Top of Listed records

//! Nullable infrastructure for deterministic testing.
//!
//! The pipeline's external dependencies (ledger client, cache store) are
//! abstracted behind traits. This crate provides test-friendly
//! implementations that:
//! - Return scripted values
//! - Count their calls for assertions
//! - Can be armed to fail or stall on demand
//! - Never touch the filesystem or network
//!
//! Usage: swap real implementations for nullables in tests.

pub mod client;
pub mod store;

pub use client::NullLedgerClient;
pub use store::NullCacheStore;
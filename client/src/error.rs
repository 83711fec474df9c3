use thiserror::Error;

#[derive(Debug, Error)]
pub enum ClientError {
    #[error("ledger unreachable: {0}")]
    Unreachable(String),

    #[error("ledger request failed: {0}")]
    RequestFailed(String),

    #[error("invalid ledger response: {0}")]
    InvalidResponse(String),
}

Bottom of Listed records

» **What is being asked**:
Each line of the listing above that contains the word "implementations" is to be copied.

» **Solution to the exercise**:
//! implementations that:
//! Usage: swap real implementations for nullables in tests.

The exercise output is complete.